Wild type C57Bl/6 mice were deeply anesthetized by 2% avertin (20 μl/g) and transcardially perfused with 4% paraformaldehyde. All procedures involving the use of animals were reviewed and approved by the Emory University IACUC. The brain was isolated, and cut at 30 μm with a cryostat. Sections were blocked in 0.1 M PBS containing 0.3% triton X-100 (Sigma) and 2% serum from species of the secondary antibody for 1 hr. Thrombin receptor goat polyclonal antibody against mouse PAR1 N-terminal (S-19; Santa Cruz; catalog # sc-8204) was applied at 1:20 dilution (S-19) and incubated overnight at 4°C. After overnight incubation, the sections were washed three times in phosphate-buffered saline (PBS) and then incubated in secondary antibody (Alexa 555 donkey anti-'goat IgG; Invitrogen; 1:400) for 2 hr. After three rinses in PBS, the sections were mounted on slide glass. Images were acquired on an Olympus Fluoview FV1000 confocal microscope and analyzed using Image J software.

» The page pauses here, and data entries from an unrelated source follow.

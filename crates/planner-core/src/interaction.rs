//! Pointer gestures over the month grid.
//!
//! A gesture starts with a pointer-down on a cell or on a task chip,
//! follows the pointer from cell to cell, and ends on release. While it
//! runs, the affected task's range is only previewed; the store is
//! patched once, when the gesture ends.

use chrono::NaiveDate;
use tracing::{
  debug,
  trace
};

use crate::datetime::{
  DateRange,
  difference_in_calendar_days
};
use crate::task::{
  Task,
  TaskId
};

/// Which part of a chip the pointer
/// went down on.
#[derive(
  Debug, Clone, Copy, PartialEq, Eq,
)]
pub enum Grip {
  Body,
  StartHandle,
  EndHandle
}

/// A new-range selection for task
/// creation.
#[derive(
  Debug, Clone, Copy, PartialEq, Eq,
)]
pub struct RangeSelection {
  pub anchor:  NaiveDate,
  pub current: NaiveDate
}

impl RangeSelection {
  pub fn range(&self) -> DateRange {
    DateRange::normalized(
      self.anchor,
      self.current
    )
  }
}

/// A move or resize of an existing
/// task.
#[derive(Debug, Clone, PartialEq, Eq)]
pub struct TaskGesture {
  pub task_id:    TaskId,
  pub anchor:     NaiveDate,
  pub current:    NaiveDate,
  pub orig_start: NaiveDate,
  pub orig_end:   NaiveDate
}

impl TaskGesture {
  fn capture(
    task: &Task,
    day: NaiveDate
  ) -> Self {
    Self {
      task_id:    task.id.clone(),
      anchor:     day,
      current:    day,
      orig_start: task.start,
      orig_end:   task.end
    }
  }

  /// Both bounds shift by the distance
  /// travelled; the length is kept.
  pub fn moved(&self) -> DateRange {
    let delta = difference_in_calendar_days(
      self.current,
      self.anchor
    );
    DateRange::new(
      self.orig_start,
      self.orig_end
    )
    .shifted(delta)
  }

  /// The start follows the pointer but
  /// never passes the original end.
  pub fn resized_start(&self) -> DateRange {
    DateRange::new(
      self.current.min(self.orig_end),
      self.orig_end
    )
  }

  /// The end follows the pointer but
  /// never precedes the original start.
  pub fn resized_end(&self) -> DateRange {
    DateRange::new(
      self.orig_start,
      self.current.max(self.orig_start)
    )
  }
}

#[derive(
  Debug, Clone, Default, PartialEq, Eq,
)]
pub enum Interaction {
  #[default]
  Idle,
  Selecting(RangeSelection),
  Moving(TaskGesture),
  ResizingStart(TaskGesture),
  ResizingEnd(TaskGesture)
}

/// What the caller must do once a
/// gesture is released.
#[derive(Debug, Clone, PartialEq, Eq)]
pub enum GestureEnd {
  None,
  /// Open the editor pre-filled with
  /// this range.
  Create(DateRange),
  /// Patch the task's start and end.
  Commit {
    task_id: TaskId,
    range:   DateRange
  }
}

impl Interaction {
  pub fn is_active(&self) -> bool {
    !matches!(self, Interaction::Idle)
  }

  pub fn name(&self) -> &'static str {
    match self {
      | Interaction::Idle => "idle",
      | Interaction::Selecting(_) => {
        "selecting"
      }
      | Interaction::Moving(_) => "moving",
      | Interaction::ResizingStart(_) => {
        "resizing-start"
      }
      | Interaction::ResizingEnd(_) => {
        "resizing-end"
      }
    }
  }

  /// Pointer-down on an empty cell.
  /// Ignored while another gesture runs.
  pub fn begin_selection(
    &mut self,
    day: NaiveDate
  ) -> bool {
    if self.is_active() {
      debug!(
        state = self.name(),
        "selection ignored; gesture in progress"
      );
      return false;
    }

    *self = Interaction::Selecting(
      RangeSelection {
        anchor:  day,
        current: day
      }
    );
    trace!(%day, "selection started");
    true
  }

  /// Pointer-down on a chip body or one
  /// of its resize handles.
  pub fn begin_task_gesture(
    &mut self,
    task: &Task,
    grip: Grip,
    day: NaiveDate
  ) -> bool {
    if self.is_active() {
      debug!(
        state = self.name(),
        task = %task.id,
        "task gesture ignored; gesture in progress"
      );
      return false;
    }

    let gesture =
      TaskGesture::capture(task, day);
    *self = match grip {
      | Grip::Body => {
        Interaction::Moving(gesture)
      }
      | Grip::StartHandle => {
        Interaction::ResizingStart(gesture)
      }
      | Grip::EndHandle => {
        Interaction::ResizingEnd(gesture)
      }
    };
    trace!(
      %day,
      task = %task.id,
      state = self.name(),
      "task gesture started"
    );
    true
  }

  /// Pointer entered the cell for `day`.
  pub fn pointer_enter(
    &mut self,
    day: NaiveDate
  ) {
    match self {
      | Interaction::Idle => {}
      | Interaction::Selecting(selection) => {
        selection.current = day;
      }
      | Interaction::Moving(gesture)
      | Interaction::ResizingStart(gesture)
      | Interaction::ResizingEnd(gesture) => {
        gesture.current = day;
      }
    }
  }

  /// Ends whatever gesture is running,
  /// using the last date the pointer
  /// was seen over.
  pub fn pointer_up(&mut self) -> GestureEnd {
    let finished = std::mem::take(self);
    let end = match &finished {
      | Interaction::Idle => GestureEnd::None,
      | Interaction::Selecting(selection) => {
        GestureEnd::Create(selection.range())
      }
      | _ => match finished.preview() {
        | Some((task_id, range)) => {
          GestureEnd::Commit {
            task_id: task_id.clone(),
            range
          }
        }
        | None => GestureEnd::None
      }
    };

    debug!(
      state = finished.name(),
      ?end,
      "gesture released"
    );
    end
  }

  /// The range currently being selected
  /// for a new task.
  pub fn selection(&self) -> Option<DateRange> {
    match self {
      | Interaction::Selecting(selection) => {
        Some(selection.range())
      }
      | _ => None
    }
  }

  pub fn preview_range(
    &self
  ) -> Option<DateRange> {
    match self {
      | Interaction::Moving(gesture) => {
        Some(gesture.moved())
      }
      | Interaction::ResizingStart(
        gesture
      ) => Some(gesture.resized_start()),
      | Interaction::ResizingEnd(gesture) => {
        Some(gesture.resized_end())
      }
      | Interaction::Idle
      | Interaction::Selecting(_) => None
    }
  }

  /// The task being dragged with its
  /// previewed range.
  pub fn preview(
    &self
  ) -> Option<(&TaskId, DateRange)> {
    let range = self.preview_range()?;
    match self {
      | Interaction::Moving(gesture)
      | Interaction::ResizingStart(gesture)
      | Interaction::ResizingEnd(gesture) => {
        Some((&gesture.task_id, range))
      }
      | _ => None
    }
  }

  /// Substitutes the previewed range for
  /// the captured task; other tasks pass
  /// through untouched.
  pub fn apply_preview(
    &self,
    mut tasks: Vec<Task>
  ) -> Vec<Task> {
    if let Some((task_id, range)) =
      self.preview()
      && let Some(task) = tasks
        .iter_mut()
        .find(|task| &task.id == task_id)
    {
      task.start = range.start;
      task.end = range.end;
    }
    tasks
  }
}
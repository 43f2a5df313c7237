use std::io::{self, IsTerminal, Write};

use unicode_width::{UnicodeWidthChar, UnicodeWidthStr};

use crate::config::Config;
use crate::datetime::to_iso_date;
use crate::layout::{ChipSegment, DayCell, MonthLayout, WEEKDAY_LABELS};
use crate::task::{Category, Task};

const CELL_WIDTH: usize = 12;

#[derive(Debug, Clone)]
pub struct Renderer {
    color: bool,
}

impl Renderer {
    pub fn new(cfg: &Config) -> Self {
        Self {
            color: cfg.color_enabled() && io::stdout().is_terminal(),
        }
    }

    pub fn plain() -> Self {
        Self { color: false }
    }

    #[tracing::instrument(skip(self, tasks))]
    pub fn print_task_table(&self, tasks: &[Task]) -> anyhow::Result<()> {
        let out = io::stdout().lock();
        self.write_task_table(out, tasks)
    }

    #[tracing::instrument(skip(self, layout), fields(title = %layout.title))]
    pub fn print_month(&self, layout: &MonthLayout) -> anyhow::Result<()> {
        let out = io::stdout().lock();
        self.write_month(out, layout)
    }

    pub fn write_task_table<W: Write>(&self, writer: W, tasks: &[Task]) -> anyhow::Result<()> {
        let headers = vec![
            "ID".to_string(),
            "Category".to_string(),
            "Start".to_string(),
            "End".to_string(),
            "Days".to_string(),
            "Name".to_string(),
            "Video".to_string(),
        ];

        let rows = tasks
            .iter()
            .map(|task| {
                vec![
                    self.paint(short_id(task.id.as_str()), "33"),
                    self.paint_category(task.category.label(), task.category),
                    to_iso_date(task.start),
                    to_iso_date(task.end),
                    (task.range().span_days() + 1).to_string(),
                    task.name.clone(),
                    task.video_url.clone().unwrap_or_default(),
                ]
            })
            .collect();

        write_table(writer, headers, rows)
    }

    /// One block per week: a line of day numbers, then one line per chip
    /// row, chips in list order.
    pub fn write_month<W: Write>(&self, mut writer: W, layout: &MonthLayout) -> anyhow::Result<()> {
        let total = (CELL_WIDTH + 1) * 7;
        writeln!(writer, "{:^total$}", layout.title)?;

        for label in WEEKDAY_LABELS {
            write!(writer, "{label:<CELL_WIDTH$} ")?;
        }
        writeln!(writer)?;
        writeln!(writer, "{:-<total$}", "")?;

        for week in layout.weeks() {
            for cell in week {
                let text = pad(&day_label(cell), CELL_WIDTH);
                let text = if cell.is_today {
                    self.paint(&text, "1;4")
                } else if !cell.in_month {
                    self.paint(&text, "2")
                } else {
                    text
                };
                write!(writer, "{text} ")?;
            }
            writeln!(writer)?;

            let rows = week.iter().map(|cell| cell.chips.len()).max().unwrap_or(0);
            for row in 0..rows {
                for cell in week {
                    let text = match cell.chips.get(row) {
                        Some(chip) => self.paint_category(&chip_label(chip, CELL_WIDTH), chip.category),
                        None => " ".repeat(CELL_WIDTH),
                    };
                    write!(writer, "{text} ")?;
                }
                writeln!(writer)?;
            }
            writeln!(writer)?;
        }

        Ok(())
    }

    fn paint(&self, text: &str, code: &str) -> String {
        if !self.color {
            return text.to_string();
        }
        format!("\x1b[{code}m{text}\x1b[0m")
    }

    fn paint_category(&self, text: &str, category: Category) -> String {
        match hex_to_rgb(category.color()) {
            Some((r, g, b)) => self.paint(text, &format!("38;2;{r};{g};{b}")),
            None => text.to_string(),
        }
    }
}

fn day_label(cell: &DayCell) -> String {
    let day = cell.date.format("%-d").to_string();
    if cell.is_today {
        format!("[{day}]")
    } else if cell.selected {
        format!("<{day}>")
    } else {
        day
    }
}

/// `[name` on the first day, `name]` on the last, dashes in between.
fn chip_label(chip: &ChipSegment, width: usize) -> String {
    let open = if chip.is_start { "[" } else { "-" };
    let close = if chip.is_end { "]" } else { "-" };
    let inner_width = width.saturating_sub(2);

    let inner = if chip.is_start {
        let mut name = chip.name.clone();
        if chip.video_url.is_some() {
            name.push_str(" \u{25b6}");
        }
        pad_with(&truncate(&name, inner_width), inner_width, ' ')
    } else {
        "-".repeat(inner_width)
    };

    format!("{open}{inner}{close}")
}

fn short_id(id: &str) -> &str {
    id.char_indices().nth(8).map_or(id, |(idx, _)| &id[..idx])
}

fn hex_to_rgb(hex: &str) -> Option<(u8, u8, u8)> {
    let hex = hex.strip_prefix('#')?;
    if hex.len() != 6 {
        return None;
    }
    let channel = |range: std::ops::Range<usize>| u8::from_str_radix(hex.get(range)?, 16).ok();
    Some((channel(0..2)?, channel(2..4)?, channel(4..6)?))
}

fn truncate(text: &str, width: usize) -> String {
    if UnicodeWidthStr::width(text) <= width {
        return text.to_string();
    }

    let budget = width.saturating_sub(1);
    let mut used = 0;
    let mut out = String::new();
    for ch in text.chars() {
        let w = UnicodeWidthChar::width(ch).unwrap_or(0);
        if used + w > budget {
            break;
        }
        used += w;
        out.push(ch);
    }
    out.push('\u{2026}');
    out
}

fn pad(text: &str, width: usize) -> String {
    pad_with(text, width, ' ')
}

fn pad_with(text: &str, width: usize, fill: char) -> String {
    let visible = UnicodeWidthStr::width(strip_ansi(text).as_str());
    let mut out = text.to_string();
    out.extend(std::iter::repeat_n(fill, width.saturating_sub(visible)));
    out
}

fn write_table<W: Write>(
    mut writer: W,
    headers: Vec<String>,
    rows: Vec<Vec<String>>,
) -> anyhow::Result<()> {
    let column_count = headers.len();
    let mut widths = vec![0usize; column_count];

    for (idx, header) in headers.iter().enumerate() {
        widths[idx] = widths[idx].max(UnicodeWidthStr::width(header.as_str()));
    }

    for row in &rows {
        for (idx, cell) in row.iter().enumerate() {
            widths[idx] = widths[idx].max(UnicodeWidthStr::width(strip_ansi(cell).as_str()));
        }
    }

    for idx in 0..column_count {
        write!(writer, "{:width$} ", headers[idx], width = widths[idx])?;
    }
    writeln!(writer)?;

    for idx in 0..column_count {
        write!(writer, "{:-<width$} ", "", width = widths[idx])?;
    }
    writeln!(writer)?;

    for row in rows {
        for idx in 0..column_count {
            write!(writer, "{} ", pad(&row[idx], widths[idx]))?;
        }
        writeln!(writer)?;
    }

    Ok(())
}

fn strip_ansi(s: &str) -> String {
    let mut out = String::with_capacity(s.len());
    let mut escaped = false;

    for ch in s.chars() {
        if escaped {
            if ch == 'm' {
                escaped = false;
            }
            continue;
        }

        if ch == '\x1b' {
            escaped = true;
            continue;
        }

        out.push(ch);
    }

    out
}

Adult Sprague-Dawley rats were given a lethal dose of pentobarbital (150 mg/kg) and subsequently transcardially perfused with cold 3% paraformaldehyde (4°C). The brain was subsequently isolated, post-fixed in 3% paraformaldehyde for 24 hrs, cryoprotected in 30% sucrose and 0.1 M phosphate, frozen on dry ice, and cut at 40 μm on a sliding microtome. The sections were washed 6 times (10 min each) in Tris-buffered saline (TBS), and incubated in 3% H2O2 to block endogenous peroxidases. The sections were washed 3 times (10 min each) in TBS plus 0.1% Triton X-100, followed by incubation with the monoclonal WEDE15 PAR1 antibody (5 μg/ml, Immunotech-Coulter; epitope residues 51-64 in exon2, KYEPFWEDEEKNES) in 10% horse serum in TBS overnight at 4°C. The sections were washed 3 times (10 min) in TBS and incubated for 1 hr in biotin-conjugated rat anti-mouse secondary antibody (1:200) in 10% horse serum in TBS plus 0.1% Triton X-100. The sections were washed 3 times (10 min) in TBS and the avidin-biotin complex method was used to detect antigen signal. 3,3'-diamino benzidine tetrachloride was used to visualize the final product. Immunostained sections were mounted on slides and visualized using bright field microscopy; data were obtained from three independent experiments, and showed similar staining patterns. No immunoreactivity could be detected when either the primary or secondary antibody was omitted from the protocol (data not shown). Inclusion of a peptide matching the epitope blocked staining in dentate gyrus (data now shown).
Primary astrocyte culture
Cultured astrocytes were prepared from P0~P3 postnatal mice. The cerebral cortex was dissected free of adherent meninges, minced and dissociated into single cell suspension by trituration. Dissociated cells were plated onto 12 mm glass coverslips coated with 0.1 mg/ml poly D-lysine. Cells were grown in DMEM supplemented with 25 mM glucose, 10% heat-inactivated horse serum, 10% heat-inactivated fetal bovine serum, 2 mM glutamine, and 1000 units ml-1 penicillin-streptomycin. Cultures were maintained at 37°C in humidified 5% CO2-containing atmosphere. Astrocyte cultures prepared in this way were confirmed by GFAP staining using anti-GFAP antibody (Millipore; catalog # AB5541; 1:1000)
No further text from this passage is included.